(RECORDS PROVIDED)

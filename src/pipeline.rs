use anyhow::{anyhow, Result};
use serde::{Deserialize, Serialize};
use tracing::{info, warn};

use crate::enrich::{enrich, EnrichmentIssue};
use crate::group::group_by_chain;
use crate::onchain::StrategistSource;
use crate::ownership::{filter_by_strategist, AddressMatch};
use crate::report::IncomeReport;
use crate::snapshot::store::SnapshotStore;
use crate::sources::ReferenceSource;
use crate::vault::{active_vaults, SkippedVault, Vault};

/// What to do when a whole reference dataset cannot be fetched.
#[derive(Debug, Clone, Copy, Default, Serialize, Deserialize, PartialEq, Eq)]
#[serde(rename_all = "snake_case")]
pub enum SourcePolicy {
    /// Abort the run.
    #[default]
    Strict,
    /// Continue with an empty dataset.
    Lenient,
}

#[derive(Debug, Clone, Copy, PartialEq, Eq)]
pub enum RunMode {
    /// Fetch the vault list and run the ownership filter.
    Fresh,
    /// Reuse the vaults saved by the last fresh run.
    Cached,
}

#[derive(Debug, Clone)]
pub struct PipelineSettings {
    pub strategist: String,
    pub address_match: AddressMatch,
    pub fee_rate: f64,
    pub source_policy: SourcePolicy,
}

#[derive(Debug, Clone, Default)]
pub struct PipelineOutput {
    pub report: IncomeReport,
    pub issues: Vec<EnrichmentIssue>,
    /// Vaults whose strategist lookup failed; empty for cached runs. They are
    /// also listed in `report.skipped`.
    pub unresolved: Vec<SkippedVault>,
}

pub struct Pipeline<'a> {
    pub reference: &'a dyn ReferenceSource,
    pub strategists: &'a dyn StrategistSource,
    pub store: &'a SnapshotStore,
    pub settings: PipelineSettings,
}

impl Pipeline<'_> {
    pub async fn run(&self, mode: RunMode) -> Result<PipelineOutput> {
        let policy = self.settings.source_policy;
        let apy = resolve_source("APY data", policy, self.reference.fetch_apy().await)?;
        let tvl = resolve_source("TVL data", policy, self.reference.fetch_tvl().await)?;
        info!("loaded {} APY entries and {} TVL batches", apy.len(), tvl.batch_count());

        let (vaults, unresolved) = match mode {
            RunMode::Fresh => self.owned_vaults().await?,
            RunMode::Cached => (self.cached_vaults()?, Vec::new()),
        };

        let enrichment = enrich(vaults, &apy, &tvl, self.settings.fee_rate);
        let mut report = group_by_chain(&enrichment.vaults);
        report.skipped.extend(unresolved.iter().map(|skipped| {
            SkippedVault::new(&skipped.id, format!("strategist unresolved: {}", skipped.reason))
        }));

        if let Err(err) =
            self.store
                .save_report(&self.settings.strategist, self.settings.fee_rate, &report)
        {
            warn!("could not save report snapshot: {err}");
        }

        Ok(PipelineOutput {
            report,
            issues: enrichment.issues,
            unresolved,
        })
    }

    async fn owned_vaults(&self) -> Result<(Vec<Vault>, Vec<SkippedVault>)> {
        let listed = resolve_source(
            "vault list",
            self.settings.source_policy,
            self.reference.fetch_vaults().await,
        )?;
        let total = listed.len();
        let active = active_vaults(listed);
        info!("{} of {total} vaults are active", active.len());

        let outcome = filter_by_strategist(
            active,
            self.strategists,
            &self.settings.strategist,
            self.settings.address_match,
        )
        .await;

        if let Err(err) = self
            .store
            .save_vaults(&self.settings.strategist, &outcome.matched)
        {
            warn!("could not save vault snapshot: {err}");
        }
        Ok((outcome.matched, outcome.skipped))
    }

    fn cached_vaults(&self) -> Result<Vec<Vault>> {
        let snapshot = self
            .store
            .load_vaults(&self.settings.strategist, self.settings.address_match)?
            .ok_or_else(|| {
                anyhow!(
                    "no cached vaults at {}; run once without --cached",
                    self.store.vaults_path().display()
                )
            })?;
        info!(
            "using {} cached vaults saved at {}",
            snapshot.vaults.len(),
            snapshot.saved_at.to_rfc3339()
        );
        Ok(snapshot.vaults)
    }
}

fn resolve_source<T: Default>(name: &str, policy: SourcePolicy, fetched: Result<T>) -> Result<T> {
    match fetched {
        Ok(value) => Ok(value),
        Err(err) => match policy {
            SourcePolicy::Strict => Err(err.context(format!("failed fetching {name}"))),
            SourcePolicy::Lenient => {
                warn!("failed fetching {name}, continuing with no data: {err:#}");
                Ok(T::default())
            }
        },
    }
}

#[cfg(test)]
mod tests {
    use anyhow::anyhow;

    use super::{resolve_source, SourcePolicy};

    #[test]
    fn strict_policy_propagates_and_lenient_defaults() {
        let strict: anyhow::Result<Vec<u8>> =
            resolve_source("vault list", SourcePolicy::Strict, Err(anyhow!("503")));
        let err = strict.expect_err("strict must fail");
        assert!(format!("{err:#}").contains("failed fetching vault list"));

        let lenient: Vec<u8> =
            resolve_source("vault list", SourcePolicy::Lenient, Err(anyhow!("503")))
                .expect("lenient must succeed");
        assert!(lenient.is_empty());
    }
}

(End RECORDS PROVIDED)

INSTRUCTIONS FOR THE TASK:
Give all of the lines above again, exactly as they are.

EXERCISE ANSWER:
filename src/pipeline.rs
use anyhow::{anyhow, Result};
use serde::{Deserialize, Serialize};
use tracing::{info, warn};

use crate::enrich::{enrich, EnrichmentIssue};
use crate::group::group_by_chain;
use crate::onchain::StrategistSource;
use crate::ownership::{filter_by_strategist, AddressMatch};
use crate::report::IncomeReport;
use crate::snapshot::store::SnapshotStore;
use crate::sources::ReferenceSource;
use crate::vault::{active_vaults, SkippedVault, Vault};

/// What to do when a whole reference dataset cannot be fetched.
#[derive(Debug, Clone, Copy, Default, Serialize, Deserialize, PartialEq, Eq)]
#[serde(rename_all = "snake_case")]
pub enum SourcePolicy {
    /// Abort the run.
    #[default]
    Strict,
    /// Continue with an empty dataset.
    Lenient,
}

#[derive(Debug, Clone, Copy, PartialEq, Eq)]
pub enum RunMode {
    /// Fetch the vault list and run the ownership filter.
    Fresh,
    /// Reuse the vaults saved by the last fresh run.
    Cached,
}

#[derive(Debug, Clone)]
pub struct PipelineSettings {
    pub strategist: String,
    pub address_match: AddressMatch,
    pub fee_rate: f64,
    pub source_policy: SourcePolicy,
}

#[derive(Debug, Clone, Default)]
pub struct PipelineOutput {
    pub report: IncomeReport,
    pub issues: Vec<EnrichmentIssue>,
    /// Vaults whose strategist lookup failed; empty for cached runs. They are
    /// also listed in `report.skipped`.
    pub unresolved: Vec<SkippedVault>,
}

pub struct Pipeline<'a> {
    pub reference: &'a dyn ReferenceSource,
    pub strategists: &'a dyn StrategistSource,
    pub store: &'a SnapshotStore,
    pub settings: PipelineSettings,
}

impl Pipeline<'_> {
    pub async fn run(&self, mode: RunMode) -> Result<PipelineOutput> {
        let policy = self.settings.source_policy;
        let apy = resolve_source("APY data", policy, self.reference.fetch_apy().await)?;
        let tvl = resolve_source("TVL data", policy, self.reference.fetch_tvl().await)?;
        info!("loaded {} APY entries and {} TVL batches", apy.len(), tvl.batch_count());

        let (vaults, unresolved) = match mode {
            RunMode::Fresh => self.owned_vaults().await?,
            RunMode::Cached => (self.cached_vaults()?, Vec::new()),
        };

        let enrichment = enrich(vaults, &apy, &tvl, self.settings.fee_rate);
        let mut report = group_by_chain(&enrichment.vaults);
        report.skipped.extend(unresolved.iter().map(|skipped| {
            SkippedVault::new(&skipped.id, format!("strategist unresolved: {}", skipped.reason))
        }));

        if let Err(err) =
            self.store
                .save_report(&self.settings.strategist, self.settings.fee_rate, &report)
        {
            warn!("could not save report snapshot: {err}");
        }

        Ok(PipelineOutput {
            report,
            issues: enrichment.issues,
            unresolved,
        })
    }

    async fn owned_vaults(&self) -> Result<(Vec<Vault>, Vec<SkippedVault>)> {
        let listed = resolve_source(
            "vault list",
            self.settings.source_policy,
            self.reference.fetch_vaults().await,
        )?;
        let total = listed.len();
        let active = active_vaults(listed);
        info!("{} of {total} vaults are active", active.len());

        let outcome = filter_by_strategist(
            active,
            self.strategists,
            &self.settings.strategist,
            self.settings.address_match,
        )
        .await;

        if let Err(err) = self
            .store
            .save_vaults(&self.settings.strategist, &outcome.matched)
        {
            warn!("could not save vault snapshot: {err}");
        }
        Ok((outcome.matched, outcome.skipped))
    }

    fn cached_vaults(&self) -> Result<Vec<Vault>> {
        let snapshot = self
            .store
            .load_vaults(&self.settings.strategist, self.settings.address_match)?
            .ok_or_else(|| {
                anyhow!(
                    "no cached vaults at {}; run once without --cached",
                    self.store.vaults_path().display()
                )
            })?;
        info!(
            "using {} cached vaults saved at {}",
            snapshot.vaults.len(),
            snapshot.saved_at.to_rfc3339()
        );
        Ok(snapshot.vaults)
    }
}

fn resolve_source<T: Default>(name: &str, policy: SourcePolicy, fetched: Result<T>) -> Result<T> {
    match fetched {
        Ok(value) => Ok(value),
        Err(err) => match policy {
            SourcePolicy::Strict => Err(err.context(format!("failed fetching {name}"))),
            SourcePolicy::Lenient => {
                warn!("failed fetching {name}, continuing with no data: {err:#}");
                Ok(T::default())
            }
        },
    }
}

#[cfg(test)]
mod tests {
    use anyhow::anyhow;

    use super::{resolve_source, SourcePolicy};

    #[test]
    fn strict_policy_propagates_and_lenient_defaults() {
        let strict: anyhow::Result<Vec<u8>> =
            resolve_source("vault list", SourcePolicy::Strict, Err(anyhow!("503")));
        let err = strict.expect_err("strict must fail");
        assert!(format!("{err:#}").contains("failed fetching vault list"));

        let lenient: Vec<u8> =
            resolve_source("vault list", SourcePolicy::Lenient, Err(anyhow!("503")))
                .expect("lenient must succeed");
        assert!(lenient.is_empty());
    }
}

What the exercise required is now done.